The building is part of Blackfriars Monastery and the photographer has identified himself with a sign on the front door, which says “Photograph taken May 8th by PM Laws”. Peter Maitland Laws was an early pioneer of photography in Newcastle and had a studio on Blackett Street opposite the Earl Grey Monument from 1874 until his death in 1906.

Blackfriars Monastery was founded around 1260 and built to a design that was typical of its time, with the buildings arranged around a square cloister, and it had extensive gardens and orchards on either side of the nearby Town Wall. King Edward III held court at Blackfriars in 1334, when Newcastle was a frontier town in the centuries-long wars with the Scots.
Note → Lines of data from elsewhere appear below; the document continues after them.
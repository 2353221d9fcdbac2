//! Statistics derived from the user and chat tables at query time.

use chrono::{DateTime, Duration, Utc};

use crate::core::error::AppResult;
use crate::core::types::{ApprovalEvent, ChatRecord, UserRecord};
use crate::storage::Store;

/// Days covered by the weekly approval count, today included.
const WEEK_DAYS: i64 = 7;

#[derive(Debug, Clone, PartialEq, Eq)]
pub struct ChatStats {
    pub chat_id: i64,
    pub title: Option<String>,
    pub approved: u32,
    pub failed: u32,
}

#[derive(Debug, Clone, PartialEq, Eq, Default)]
pub struct Stats {
    pub total_users: usize,
    pub total_approvals: u64,
    pub joined_today: usize,
    pub active_today: usize,
    /// Approval events today; a returning user counts again.
    pub approved_today: usize,
    /// Approval events since the start of the day seven days ago.
    pub approved_last_7_days: usize,
    /// Failed approve calls over the whole event log.
    pub total_errors: u64,
    /// Most approvals first.
    pub chats: Vec<ChatStats>,
}

/// Start of the UTC day containing `now`.
fn start_of_day(now: DateTime<Utc>) -> DateTime<Utc> {
    now.date_naive()
        .and_hms_opt(0, 0, 0)
        .map(|naive| naive.and_utc())
        .unwrap_or(now)
}

/// Oldest event the weekly count looks at.
pub fn week_start(now: DateTime<Utc>) -> DateTime<Utc> {
    start_of_day(now) - Duration::days(WEEK_DAYS)
}

impl Stats {
    /// Reads everything `compute` needs from the store.
    pub fn gather(store: &dyn Store, now: DateTime<Utc>) -> AppResult<Self> {
        let users = store.list_users()?;
        let chats = store.list_chats()?;
        let events = store.list_approval_events(week_start(now))?;
        let total_errors = store.count_approval_errors()?;
        Ok(Self::compute(&users, &chats, &events, total_errors, now))
    }

    pub fn compute(
        users: &[UserRecord],
        chats: &[ChatRecord],
        events: &[ApprovalEvent],
        total_errors: u64,
        now: DateTime<Utc>,
    ) -> Self {
        let today = start_of_day(now);
        let week = week_start(now);
        let approved_since = |from: DateTime<Utc>| events.iter().filter(|e| e.approved && e.at >= from).count();

        let mut chat_stats: Vec<ChatStats> = chats
            .iter()
            .map(|chat| ChatStats {
                chat_id: chat.chat_id,
                title: chat.title.clone(),
                approved: chat.approved_count,
                failed: chat.failed_count,
            })
            .collect();
        chat_stats.sort_by(|a, b| b.approved.cmp(&a.approved).then(a.chat_id.cmp(&b.chat_id)));

        Self {
            total_users: users.len(),
            total_approvals: users.iter().map(|u| u64::from(u.approval_count)).sum(),
            joined_today: users.iter().filter(|u| u.joined_at >= today).count(),
            active_today: users.iter().filter(|u| u.last_seen_at >= today).count(),
            approved_today: approved_since(today),
            approved_last_7_days: approved_since(week),
            total_errors,
            chats: chat_stats,
        }
    }

    /// Plain-text report used by `/stats` and the `stats` subcommand.
    pub fn render(&self) -> String {
        let mut out = String::from("📊 Statistics\n\n");
        out.push_str(&format!("Total users: {}\n", self.total_users));
        out.push_str(&format!("Total approvals: {}\n", self.total_approvals));
        out.push_str(&format!("Joined today: {}\n", self.joined_today));
        out.push_str(&format!("Active today: {}\n", self.active_today));
        out.push_str(&format!("Approved today: {}\n", self.approved_today));
        out.push_str(&format!("Approved last 7 days: {}\n", self.approved_last_7_days));
        out.push_str(&format!("Total errors: {}\n", self.total_errors));

        if !self.chats.is_empty() {
            out.push_str("\nChats:\n");
            for chat in &self.chats {
                let name = chat.title.clone().unwrap_or_else(|| chat.chat_id.to_string());
                out.push_str(&format!("• {}: {} approved", name, chat.approved));
                if chat.failed > 0 {
                    out.push_str(&format!(", {} failed", chat.failed));
                }
                out.push('\n');
            }
        }

        out
    }
}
The King of Scotland, Edward Baliol, paid homage to Edward in the monastery Chapel.

The monastery was surrendered to the Crown when King Henry VIII ordered the Dissolution of the Monasteries and was sold to Newcastle Corporation, who leased the buildings around the cloister to an assortment of trade guilds. They continued to use the buildings for several centuries, which ensured their survival.

However, the buildings were in a sorry state by the 1820s when Stowell Street was built alongside the monastery. Industry came to the neighbourhood too when leatherworkers set up business, getting their raw materials from the huge Corporation Slaughterhouse next door to Blackfriars.

The 1899 Goad Insurance Plan gives us a picture of life in the buildings around the cloister, which was by now known as Friar’s Green. Some of the monastery buildings were converted into tenement housing, whose inhabitants had to tolerate the stench from the slaughterhouse and the two tripe factories to the left of the derelict building. Newspaper reports from the time add more detail, telling us the monks’ dormitory had become a busy brothel.

The monastery continued to deteriorate, and despite becoming a Grade I Listed Building in 1954, there was a real fear it could be lost. T Dan Smith’s Council made Blackfriars one of four urban areas of architectural and historical importance in 1963, the others being the Town Wall, the Castle Garth and Grainger Town. These were the first in the country, before the Civic Amenities Act of 1967 saw them replicated in towns and cities across the UK.

The restoration of the monastery buildings took a long time, beginning a decade later and reaching completion in 1980, when the Queen Mother performed the opening ceremony. They now house a number of arts and crafts workshops, as well as a restaurant and a bar.